You have hear the phrase, “Give the customer what he or she needs or wants.”
As a business owner, you know that is true and so you focus on providing goods and services that meet those needs. You focus on specific solutions, quality, and timely delivery. You work hard to ensure that the product works right the first time and continues to do so over time.
Not only do you focus on providing the product or service that the customer needs or wants, but you take the next step and build a service department that also meets your customer’s needs. Friendly and knowledgeable staff, good return policies and procedures, and a top-notch service department.
Another part of meeting that want or need is to make sure your customer and potential customer knows you exist, know what new items you have in, understand she or he can depend on you staying in touch, and sees that you are a part of the community as well. You work shoulder-to-shoulder with them, service on committees, and are supportive of community events. That’s marketing that meets their wishes.

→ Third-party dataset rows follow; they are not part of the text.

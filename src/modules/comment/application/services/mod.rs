mod create_comment_service;
mod delete_comment_service;
mod get_comments_service;
mod update_comment_service;

pub use create_comment_service::CreateCommentService;
pub use delete_comment_service::DeleteCommentService;
pub use get_comments_service::GetCommentsService;
pub use update_comment_service::UpdateCommentService;
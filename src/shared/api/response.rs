// src/shared/api/response.rs
use actix_web::{http::StatusCode, HttpResponse};
use serde::{Deserialize, Serialize};

/// JSON envelope shared by every forum endpoint.
///
/// The server builds it through the associated constructors below; the
/// client decodes the same shape and unwraps it with [`ApiResponse::into_data`].
#[derive(Serialize, Deserialize, Debug)]
pub struct ApiResponse<T> {
    pub success: bool,
    #[serde(skip_serializing_if = "Option::is_none")]
    pub data: Option<T>,
    #[serde(default, skip_serializing_if = "Option::is_none")]
    pub error: Option<ApiError>,
}

#[derive(Serialize, Deserialize, Debug, Clone, PartialEq)]
pub struct ApiError {
    pub code: String,
    pub message: String,
}

impl<T: Serialize> ApiResponse<T> {
    pub fn success(data: T) -> HttpResponse {
        HttpResponse::Ok().json(ApiResponse {
            success: true,
            data: Some(data),
            error: None,
        })
    }

    pub fn created(data: T) -> HttpResponse {
        HttpResponse::Created().json(ApiResponse {
            success: true,
            data: Some(data),
            error: None,
        })
    }
}

impl<T> ApiResponse<T> {
    /// Unwrap a decoded envelope. A successful envelope without data is
    /// reported as an error since every data-bearing endpoint fills it.
    pub fn into_data(self) -> Result<T, ApiError> {
        match (self.success, self.data, self.error) {
            (true, Some(data), _) => Ok(data),
            (_, _, Some(error)) => Err(error),
            _ => Err(ApiError {
                code: "EMPTY_RESPONSE".to_string(),
                message: "Response carried no data".to_string(),
            }),
        }
    }
}

impl ApiResponse<()> {
    pub fn no_content() -> HttpResponse {
        HttpResponse::NoContent().finish()
    }

    pub fn error(status: StatusCode, code: &str, message: &str) -> HttpResponse {
        HttpResponse::build(status).json(ApiResponse::<()> {
            success: false,
            data: None,
            error: Some(ApiError {
                code: code.to_string(),
                message: message.to_string(),
            }),
        })
    }

    pub fn not_found(code: &str, message: &str) -> HttpResponse {
        Self::error(StatusCode::NOT_FOUND, code, message)
    }

    pub fn bad_request(code: &str, message: &str) -> HttpResponse {
        Self::error(StatusCode::BAD_REQUEST, code, message)
    }

    pub fn forbidden(code: &str, message: &str) -> HttpResponse {
        Self::error(StatusCode::FORBIDDEN, code, message)
    }

    pub fn unauthorized(code: &str, message: &str) -> HttpResponse {
        Self::error(StatusCode::UNAUTHORIZED, code, message)
    }

    pub fn internal_error() -> HttpResponse {
        Self::error(
            StatusCode::INTERNAL_SERVER_ERROR,
            "INTERNAL_ERROR",
            "An unexpected error occurred",
        )
    }
}
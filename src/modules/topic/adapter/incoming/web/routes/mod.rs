mod create_topic;
mod delete_topic;
mod get_topics;
mod update_topic;

pub use create_topic::{__path_create_topic_handler, create_topic_handler, TopicRequest};
pub use delete_topic::{__path_delete_topic_handler, delete_topic_handler};
pub use get_topics::{__path_get_topics_handler, get_topics_handler};
pub use update_topic::{__path_update_topic_handler, update_topic_handler};

use crate::shared::api::ApiResponse;
use crate::topic::application::ports::incoming::use_cases::TopicCommandError;

pub(crate) fn map_command_error(err: TopicCommandError) -> actix_web::HttpResponse {
    match err {
        TopicCommandError::EmptyTitle => {
            ApiResponse::bad_request("EMPTY_TITLE", "Title cannot be empty")
        }
        TopicCommandError::TitleTooLong => {
            ApiResponse::bad_request("TITLE_TOO_LONG", "Title must not exceed 100 characters")
        }
        TopicCommandError::EmptyDescription => {
            ApiResponse::bad_request("EMPTY_DESCRIPTION", "Description cannot be empty")
        }
    }
}
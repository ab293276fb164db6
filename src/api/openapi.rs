use crate::api::schemas::{ErrorDetail, ErrorResponse};
use utoipa::openapi::security::{HttpAuthScheme, HttpBuilder, SecurityScheme};
use utoipa::OpenApi;

use crate::comment::adapter::incoming::web::routes::{CreateCommentRequest, UpdateCommentRequest};
use crate::comment::application::ports::outgoing::CommentResult;
use crate::topic::adapter::incoming::web::routes::TopicRequest;
use crate::topic::application::ports::outgoing::TopicResult;

#[derive(OpenApi)]
#[openapi(
    info(
        title = "Music Fan Zone Forum API",
        version = "1.0.0",
        description = "Topics and comments of the Music Fan Zone discussion forum"
    ),
    paths(
        // Topic endpoints
        crate::topic::adapter::incoming::web::routes::get_topics_handler,
        crate::topic::adapter::incoming::web::routes::create_topic_handler,
        crate::topic::adapter::incoming::web::routes::update_topic_handler,
        crate::topic::adapter::incoming::web::routes::delete_topic_handler,

        // Comment endpoints
        crate::comment::adapter::incoming::web::routes::get_comments_handler,
        crate::comment::adapter::incoming::web::routes::create_comment_handler,
        crate::comment::adapter::incoming::web::routes::update_comment_handler,
        crate::comment::adapter::incoming::web::routes::delete_comment_handler,
    ),
    components(
        schemas(
            ErrorResponse,
            ErrorDetail,

            TopicRequest,
            TopicResult,
            CreateCommentRequest,
            UpdateCommentRequest,
            CommentResult
        )
    ),
    modifiers(&SecurityAddon),
    tags(
        (name = "topics", description = "Forum topics"),
        (name = "comments", description = "Comments under a topic"),
    )
)]
pub struct ApiDoc;

struct SecurityAddon;

impl utoipa::Modify for SecurityAddon {
    fn modify(&self, openapi: &mut utoipa::openapi::OpenApi) {
        if let Some(components) = openapi.components.as_mut() {
            components.add_security_scheme(
                "bearer_auth",
                SecurityScheme::Http(
                    HttpBuilder::new()
                        .scheme(HttpAuthScheme::Bearer)
                        .bearer_format("JWT")
                        .description(Some("Access token of the signed-in user"))
                        .build(),
                ),
            )
        }
    }
}
use async_trait::async_trait;

use crate::topic::application::ports::outgoing::TopicResult;

#[derive(Debug, Clone, thiserror::Error)]
pub enum GetTopicsError {
    #[error("Failed to fetch topics: {0}")]
    QueryFailed(String),
}

#[async_trait]
pub trait GetTopicsUseCase: Send + Sync {
    async fn execute(&self) -> Result<Vec<TopicResult>, GetTopicsError>;
}
pub mod jwt;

But I have one more question. Does your loyalty or rewards program give the customer what they need or want? (Notice I am assuming that you have such a program in place. In this market, they are becoming more and more a part of doing business).
I ask this question because of a recent email I received from a rewards programs. It was an offering me the choice of several awards based on my past history with the company. My problem came from the fact that none of the rewards were anything I would use. The implication was that they had looked at my history and selected these rewards. But they hadn’t. With the power we have in data analysis today, this should have been an easy task.
My frustration was heightened when the next day I received another offer from a different rewards program. This one had been clearly tailored for me. What a difference it made when I opened the email.
Lesson learned – When you promise to give the customer what they want, be sure to take that effort all the way.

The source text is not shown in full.